There have been some claims for Panaramitee style being present in Tasmania (locations marked on figure 3) however there has been a great deal of speculation being dated to the last 2,000 years which is inconsistent with Tasmania being sundered from the mainland.

== Dating and ongoing practice==
The Panaramitee Style has been argued to be over 7,000 years old based on archaeological dating techniques, anthropological research, the recent occurrence of geographic barriers and animal tracks which possibly portray extinct megafauna. Rock art is notoriously difficult to accurately date with very few examples of stratigraphic association which are conclusively related to the artwork (Mulvaney and Kamminga 1999:367). However, it has been long assumed that the Panaramitee Style is very old based on Basedow's aforementioned early publication.
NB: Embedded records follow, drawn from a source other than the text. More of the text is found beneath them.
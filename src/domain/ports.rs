use super::payment::Payment;
use super::reservation::Reservation;
use super::room::Room;
use crate::error::Result;
use async_trait::async_trait;

pub type RoomStoreBox = Box<dyn RoomStore>;
pub type ReservationStoreBox = Box<dyn ReservationStore>;
pub type PaymentStoreBox = Box<dyn PaymentStore>;

#[async_trait]
pub trait RoomStore: Send + Sync {
    async fn insert(&self, room: Room) -> Result<()>;
    async fn get(&self, room_id: &str) -> Result<Option<Room>>;
    async fn all(&self) -> Result<Vec<Room>>;
}

#[async_trait]
pub trait ReservationStore: Send + Sync {
    /// Inserts a new reservation. Fails with `IdConflict` if the id is
    /// already taken; the check and the insert are atomic.
    async fn insert(&self, reservation: Reservation) -> Result<()>;
    async fn get(&self, reservation_id: &str) -> Result<Option<Reservation>>;
    async fn all(&self) -> Result<Vec<Reservation>>;
    /// Active reservations for one room; the input to the overlap check.
    async fn active_for_room(&self, room_id: &str) -> Result<Vec<Reservation>>;
    /// Atomic `active -> cancelled` transition. Fails with
    /// `ReservationNotFound` or `ReservationNotActive`.
    async fn cancel(&self, reservation_id: &str) -> Result<Reservation>;
}

#[async_trait]
pub trait PaymentStore: Send + Sync {
    /// Inserts a new payment. The one-payment-per-reservation rule and id
    /// uniqueness are enforced here, atomically with the insert.
    async fn insert(&self, payment: Payment) -> Result<()>;
    async fn get_by_reservation(&self, reservation_id: &str) -> Result<Option<Payment>>;
    async fn all(&self) -> Result<Vec<Payment>>;
}
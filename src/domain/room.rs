use crate::domain::reservation::StayRange;
use rust_decimal::Decimal;
use serde::{Deserialize, Serialize};

/// A bookable room.
///
/// Rooms are reference data: created by the seeding bootstrap and immutable
/// afterwards. The `name` is a unique display string.
#[derive(Debug, Clone, PartialEq, Serialize, Deserialize)]
pub struct Room {
    pub id: String,
    pub name: String,
    pub price_per_night: Decimal,
}

/// A room joined at read time with the date ranges of its active
/// reservations. Derived view, never stored.
#[derive(Debug, Clone, PartialEq, Serialize)]
pub struct RoomAvailability {
    pub room: Room,
    /// Active reservation ranges, sorted by check-in date.
    pub booked: Vec<StayRange>,
}
use crate::error::{BookingError, Result};
use chrono::NaiveDate;
use serde::{Deserialize, Serialize};

/// An inclusive check-in/check-out date range.
///
/// Both bounds occupy their day: a stay ending on a given date still holds
/// the room on that date, so another stay cannot check in on it.
#[derive(Debug, Clone, Copy, PartialEq, Eq, Serialize, Deserialize)]
pub struct StayRange {
    pub start: NaiveDate,
    pub end: NaiveDate,
}

impl StayRange {
    pub fn new(start: NaiveDate, end: NaiveDate) -> Result<Self> {
        if start <= end {
            Ok(Self { start, end })
        } else {
            Err(BookingError::ValidationError(
                "start_date must be on or before end_date".to_string(),
            ))
        }
    }

    /// Inclusive intersection test: `s1 <= e2 && s2 <= e1`.
    ///
    /// Ranges touching on a single shared day count as overlapping.
    pub fn overlaps(&self, other: &StayRange) -> bool {
        self.start <= other.end && other.start <= self.end
    }
}

#[derive(Debug, Clone, Copy, PartialEq, Eq, Serialize, Deserialize)]
#[serde(rename_all = "lowercase")]
pub enum ReservationStatus {
    Active,
    Cancelled,
}

/// A stay booked for a room.
///
/// Created `Active` by the booking transaction; transitions to `Cancelled`
/// exactly once and never back. Reservations are never deleted.
#[derive(Debug, Clone, PartialEq, Serialize, Deserialize)]
pub struct Reservation {
    pub id: String,
    pub room_id: String,
    pub guest_email: String,
    pub start_date: NaiveDate,
    pub end_date: NaiveDate,
    pub status: ReservationStatus,
}

impl Reservation {
    pub fn range(&self) -> StayRange {
        StayRange {
            start: self.start_date,
            end: self.end_date,
        }
    }

    pub fn is_active(&self) -> bool {
        self.status == ReservationStatus::Active
    }
}

/// Caller-supplied draft for a new reservation. The id comes from the
/// caller and must be unique across the ledger.
#[derive(Debug, Clone, PartialEq)]
pub struct BookingRequest {
    pub id: String,
    pub room_id: String,
    pub guest_email: String,
    pub start_date: NaiveDate,
    pub end_date: NaiveDate,
}

impl BookingRequest {
    /// Field-level validation. Returns the validated stay range.
    pub fn validate(&self) -> Result<StayRange> {
        if self.id.is_empty() {
            return Err(BookingError::ValidationError("id is required".to_string()));
        }
        if self.room_id.is_empty() {
            return Err(BookingError::ValidationError(
                "room_id is required".to_string(),
            ));
        }
        if self.guest_email.is_empty() {
            return Err(BookingError::ValidationError(
                "guest_email is required".to_string(),
            ));
        }
        StayRange::new(self.start_date, self.end_date)
    }

    pub fn into_reservation(self) -> Reservation {
        Reservation {
            id: self.id,
            room_id: self.room_id,
            guest_email: self.guest_email,
            start_date: self.start_date,
            end_date: self.end_date,
            status: ReservationStatus::Active,
        }
    }
}
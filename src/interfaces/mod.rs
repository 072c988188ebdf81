//! Adapters between the engine and the outside world.

pub mod csv;
//! Turning a buffered response body into a JSON value.
//!
//! Three steps, each usable on its own: find the charset in `Content-Type`
//! ([`resolve_charset`]), decode the bytes with it ([`decode_body`]), and parse
//! the text ([`parse_body`]).

use encoding_rs::{Encoding, UTF_8};
use serde_json::Value;
use tracing::warn;

use crate::GatewayError;

/// Charset assumed when the response does not name one.
pub const DEFAULT_CHARSET: &str = "utf-8";

/// Returns the `charset` parameter of a `Content-Type` value, or
/// [`DEFAULT_CHARSET`] if there is no header or no usable parameter.
///
/// The parameter name is matched case-insensitively and the value runs up to
/// the next `;`, `,` or line break. Surrounding whitespace and double quotes
/// are stripped.
///
/// ```
/// use gateway::resolve_charset;
///
/// assert_eq!(resolve_charset(Some("application/json; charset=ISO-8859-1")), "ISO-8859-1");
/// assert_eq!(resolve_charset(Some("application/json")), "utf-8");
/// assert_eq!(resolve_charset(None), "utf-8");
/// ```
pub fn resolve_charset(content_type: Option<&str>) -> &str {
    content_type
        .and_then(charset_parameter)
        .unwrap_or(DEFAULT_CHARSET)
}

fn charset_parameter(content_type: &str) -> Option<&str> {
    const KEY: &str = "charset=";
    // ASCII lowercasing keeps byte offsets aligned with the original.
    let start = content_type.to_ascii_lowercase().find(KEY)? + KEY.len();
    let rest = &content_type[start..];
    let end = rest.find([';', ',', '\r', '\n']).unwrap_or(rest.len());
    let value = rest[..end].trim().trim_matches('"').trim();
    (!value.is_empty()).then_some(value)
}

/// Decodes a response body using the named charset.
///
/// Unknown charset labels fall back to UTF-8. Byte sequences that are invalid
/// in the chosen encoding are replaced with U+FFFD rather than failing.
pub fn decode_body(bytes: &[u8], charset: &str) -> String {
    let encoding = Encoding::for_label(charset.trim().as_bytes()).unwrap_or_else(|| {
        warn!(charset, "Unknown response charset, decoding as utf-8");
        UTF_8
    });
    let (text, actual, had_errors) = encoding.decode(bytes);
    if had_errors {
        warn!(
            encoding = actual.name(),
            "Response body contained invalid byte sequences"
        );
    }
    text.into_owned()
}

/// Parses a decoded body as JSON.
///
/// An empty or whitespace-only body yields [`Value::Null`]. Malformed JSON is
/// reported as [`GatewayError::Parse`] with the offending body attached.
pub fn parse_body(text: &str) -> Result<Value, GatewayError> {
    if text.trim().is_empty() {
        return Ok(Value::Null);
    }
    serde_json::from_str(text).map_err(|source| GatewayError::Parse {
        source,
        body: text.to_string(),
    })
}
//! `gateway-call` — invoke methods on a remote object through the HTTP gateway.
//!
//! This binary is the composition root. Responsibilities:
//!
//! 1. **Parse configuration** — endpoint and call options come from flags, with
//!    `GATEWAY_HOST` / `GATEWAY_PORT` / `GATEWAY_PREFIX` as fallbacks.
//! 2. **Wire observability** — configure `tracing-subscriber` on stderr (plain
//!    text, or JSON with `--json-logs`). `RUST_LOG` overrides the default
//!    filter. Failed calls are reported here by the `gateway` crate.
//! 3. **Fan out** — issue one call per METHOD concurrently and print each
//!    result to stdout as soon as it arrives, so output order is not fixed.
//!
//! Exits with status 1 if any call did not deliver a result.

use std::process::ExitCode;

use anyhow::{Context, Result};
use clap::Parser;
use gateway::{dispatch, CallOptions, CorrelationId, GatewayConfig, GatewayRequest, Value};
use gateway_http::HttpGatewayCaller;
use tokio::task::JoinSet;
use tracing::{error, info};
use tracing_subscriber::{fmt, prelude::*, EnvFilter};

#[derive(Debug, Parser)]
#[command(name = "gateway-call", version, about = "Call remote object methods through the HTTP gateway")]
struct Cli {
    /// Gateway host.
    #[arg(long, env = "GATEWAY_HOST", default_value = "localhost")]
    host: String,

    /// Gateway port.
    #[arg(short, long, env = "GATEWAY_PORT", default_value_t = 8080)]
    port: u16,

    /// Path prefix under which the gateway serves objects.
    #[arg(long, env = "GATEWAY_PREFIX", default_value = "pyro")]
    prefix: String,

    /// Do not wait for method results (the gateway returns an empty body).
    #[arg(long)]
    oneway: bool,

    /// Key for gateways that require one.
    #[arg(long, env = "GATEWAY_KEY", hide_env_values = true)]
    gateway_key: Option<String>,

    /// Correlation id to propagate to the remote side.
    #[arg(long)]
    correlation_id: Option<CorrelationId>,

    /// Extra `key=value` argument added to every call's query string.
    #[arg(short = 'a', long = "arg", value_parser = parse_key_value)]
    args: Vec<(String, String)>,

    /// Emit logs as JSON lines.
    #[arg(long)]
    json_logs: bool,

    /// Remote object name, e.g. `Pyro.NameServer`.
    object: String,

    /// Methods to call; each may embed a query, e.g. `lookup?name=Pyro.NameServer`.
    #[arg(required = true)]
    methods: Vec<String>,
}

impl Cli {
    fn gateway_config(&self) -> GatewayConfig {
        GatewayConfig::new(self.host.clone(), self.port).with_prefix(self.prefix.clone())
    }

    fn call_options(&self) -> CallOptions {
        CallOptions {
            oneway: self.oneway,
            correlation_id: self.correlation_id,
            gateway_key: self.gateway_key.clone(),
        }
    }

    fn requests(&self) -> Result<Vec<GatewayRequest>> {
        self.methods
            .iter()
            .map(|method| {
                let request = GatewayRequest::from_parts(&self.object, method)
                    .with_context(|| format!("invalid call {}/{}", self.object, method))?;
                let request = self
                    .args
                    .iter()
                    .fold(request, |request, (key, value)| request.with_arg(key, value));
                Ok(request.with_options(self.call_options()))
            })
            .collect()
    }
}

fn parse_key_value(raw: &str) -> Result<(String, String), String> {
    match raw.split_once('=') {
        Some((key, value)) if !key.is_empty() => Ok((key.to_string(), value.to_string())),
        _ => Err(format!("expected key=value, got '{raw}'")),
    }
}

fn init_tracing(json: bool) {
    let filter = EnvFilter::try_from_default_env().unwrap_or_else(|_| EnvFilter::new("warn"));
    let registry = tracing_subscriber::registry().with(filter);
    let result = if json {
        registry
            .with(fmt::layer().json().with_writer(std::io::stderr))
            .try_init()
    } else {
        registry
            .with(fmt::layer().with_writer(std::io::stderr))
            .try_init()
    };
    if let Err(err) = result {
        eprintln!("tracing already initialized: {err}");
    }
}

fn print_result(method: &str, value: &Value) {
    let rendered = serde_json::to_string_pretty(value).unwrap_or_else(|_| value.to_string());
    println!("\n{method}--->\n{rendered}");
}

#[tokio::main]
async fn main() -> Result<ExitCode> {
    let cli = Cli::parse();
    init_tracing(cli.json_logs);

    let config = cli.gateway_config();
    let caller = HttpGatewayCaller::new(config).context("failed to set up gateway caller")?;
    info!(
        endpoint = %caller.config().base_url(),
        prefix = %caller.config().prefix,
        calls = cli.methods.len(),
        "Calling gateway"
    );

    let mut calls = JoinSet::new();
    for request in cli.requests()? {
        let caller = caller.clone();
        calls.spawn(async move {
            let method = request.method().to_string();
            dispatch(&caller, &request, |value| print_result(&method, &value)).await
        });
    }

    let mut failures = 0usize;
    while let Some(joined) = calls.join_next().await {
        match joined {
            Ok(true) => {}
            Ok(false) => failures += 1,
            Err(err) => {
                error!(error = %err, "Gateway call task failed");
                failures += 1;
            }
        }
    }

    if failures == 0 {
        Ok(ExitCode::SUCCESS)
    } else {
        error!(failures, "Some gateway calls did not deliver a result");
        Ok(ExitCode::FAILURE)
    }
}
Basedow justified a Pleistocene age by using four main arguments:
1. Petroglyphs located at two sites are inaccessible because of vertical erosion
2. Detached painted rock on the valley floor, the other part of the design situated high on the rock face
3. Dark patina covering the petroglyphs
4. Speculated megafauna tracks, said to reflect extinct diprotodon prints

This was furthered by later claims from Norman Tindale, suggesting genyornis and procoptodon tracks near Yunta Springs, and reports from Charles P. Mountford that a saltwater crocodile was depicted at Panaramitee station. Since the extinction of most megafauna transpired at least 20,000 years ago and the extinction of saltwater crocodiles in this region millions of years ago, these speculations would suggest a very late antiquity.

Modern dating techniques have not supported these claims, with the general consensus being that the style emerged during the first half of the Holocene epoch. Environmental changes allowed for the expansion of populations from refugia into more arid, central regions, subsequently spreading technological and social features including art.

The oldest conclusive date for Panaramitee Style rock art belongs to Early Man cave with a minimum date range of 13,000 to 14,000 years before present. The art in the Laura region, although fitting within the Panaramitee Style, has been recognised as different to "Classic Panaramitee" styles, with differing proportions of motifs, perhaps originating in the Laura region but changing geographically.

It is known that the practice of Panaramitee Style rock art is still practised in modernity through a number of ethnographic examples. From at least 13,000 years ago Australian Aboriginal people were producing the Panaramitee Style petroglyphs, and have continued that tradition to this day.